第5章の最初のパートに見城徹がそれまで本を書いたことのなかった松任谷由実の自伝『ルージュの伝言』を世に出し、結果その書籍がベストセラーとなったというエピソードが書かれている。こういったエピソードではいつも見城徹のエネルギーに圧倒される。作家やミュージシャンと人間関係を結ぶにあたり、相手の作家、ミュージシャンの作品及びコンサートに真正面から取り組む姿勢というのは、読んでいていつも驚く。

巻末の著者紹介によると、著者見城徹は1950年静岡生まれ。もう一人の著者、藤田晋は1973年福井県生まれ。

3.東野圭吾著/予知夢(文藝春秋、2000年)

推理小説、短編5話収録。物理学者湯川のシリーズ2作目。TVドラマ「ガリレオ」の原作とのこと。再読。

四つ目の短編、「絞殺る」の何か抑制されたような作品のトーンが面白く感じられた。

4.ミラン・クンデラ著、西永良成訳/無意味の祝祭(河出書房新社、2015年)

7部構成の物語。リュクサンブール公園などが舞台となる。第1部は6月のパリで主人公の一人であるアランが散歩する場面から始まる。彼のほかの主要な登場人物は、ラモン、ダルドロ、シャルル、カリバンなど。

タイトルが『無意味の祝祭』であるが、第一部では、ある登場人物が嘘をついた当の本人に「無意味」と思われるような嘘をつき、また、ほかのある登場人物が「無意味」の価値を論じる。

第二部のスターリン、フルシチョフ、カリーニンに関する会話が印象的だった。

また、リュクサンブール公園のマリー・ド・メディシスの像が男によって一部損壊するシーンがあるのだが、この場面は少し驚いた。ブログ執筆者の知識レベルでは驚くという程度の反応しかできないが、このシーンの含むものを読み取れる人はまた違ったように感じるのだろうとも考えた。
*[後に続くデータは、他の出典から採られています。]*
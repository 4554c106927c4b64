use checkout_service::{
    configuration::get_configuration,
    database::get_connection_pool,
    startup::Application,
    telemetry::{get_subscriber, init_subscriber},
};
use once_cell::sync::Lazy;
use sqlx::PgPool;

#[allow(dead_code)]
pub struct TestApp {
    pub address: String,
    pub db_pool: PgPool,
    pub port: u16,
}

static TRACING: Lazy<()> = Lazy::new(|| {
    let default_filter_level = "info".to_string();
    let subscriber_name = "test".to_string();
    let test_log = std::env::var("TEST_LOG")
        .map(|value| value == "true")
        .unwrap_or(false);
    if test_log {
        let subscriber = get_subscriber(subscriber_name, default_filter_level, std::io::stdout);
        init_subscriber(subscriber);
    } else {
        let subscriber = get_subscriber(subscriber_name, default_filter_level, std::io::sink);
        init_subscriber(subscriber);
    }
});

pub async fn spawn_app() -> TestApp {
    Lazy::force(&TRACING);

    let configuration = {
        let mut c = get_configuration().expect("Failed to read configuration.");
        c.application.port = 0;
        c
    };
    let application = Application::build(configuration.clone())
        .await
        .expect("Failed to build application.");
    let application_port = application.port();

    let address = format!("http://127.0.0.1:{}", application_port);
    let _ = tokio::spawn(application.run_until_stopped());

    TestApp {
        address,
        db_pool: get_connection_pool(&configuration.database),
        port: application_port,
    }
}
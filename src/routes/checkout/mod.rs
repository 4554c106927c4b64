pub(crate) mod errors;
pub mod handlers;
pub mod listener;
pub mod models;
mod routes;
pub mod schemas;
pub mod store;
pub mod utils;
pub use routes::checkout_route;
use crate::migration;

#[tracing::instrument(name = "Run custom command")]
pub async fn run_custom_commands(args: Vec<String>) -> Result<(), anyhow::Error> {
    if args.len() < 2 {
        eprintln!("Invalid command. Please provide a valid command.");
        return Ok(());
    }
    let command = args[1].as_str();

    match command {
        "migrate" => {
            migration::run_migrations().await;
        }
        _ => {
            eprintln!("Unknown command: {}. Please use a valid command.", command);
        }
    }

    Ok(())
}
著者ミラン・クンデラ(Milan Kundera)はチェコスロヴァキア生まれ。1975年からフランスに住む。

訳者西永良成は1944年富山県の生まれ。

5.笠井奈津子著/成功する人は生姜焼き定食が好きだ(晋遊舎、2012年)

著者は食事カウンセラー。8000通り以上のクライアントの食事記録を通じて得られた知見が語られる。

著者が推奨する食品の中で印象に残ったのは海苔。第3章に登場する。ストレス・コーピングの目的でビタミンCを摂ることが薦められているのだが、その中で海苔が登場している。長期保存可能という利点もあると述べられており、なるほどと思った。

6.千宗屋著/茶 利休と今をつなぐ(新潮社、2010年)

著者は茶人である。この著作では茶の歴史などが語られる。第8章には著者と内田樹との対談が収録される。

第2章では茶の湯の歴史が語られる。この章の「明治政財界での大ブレイク」では、井上馨、原富太郎、藤田伝三郎、益田孝といった人たちが茶の湯の世界に入ったことが書かれている。そのための道具が大名の所蔵や寺から流出したものだという事が書かれており、これは印象的だった。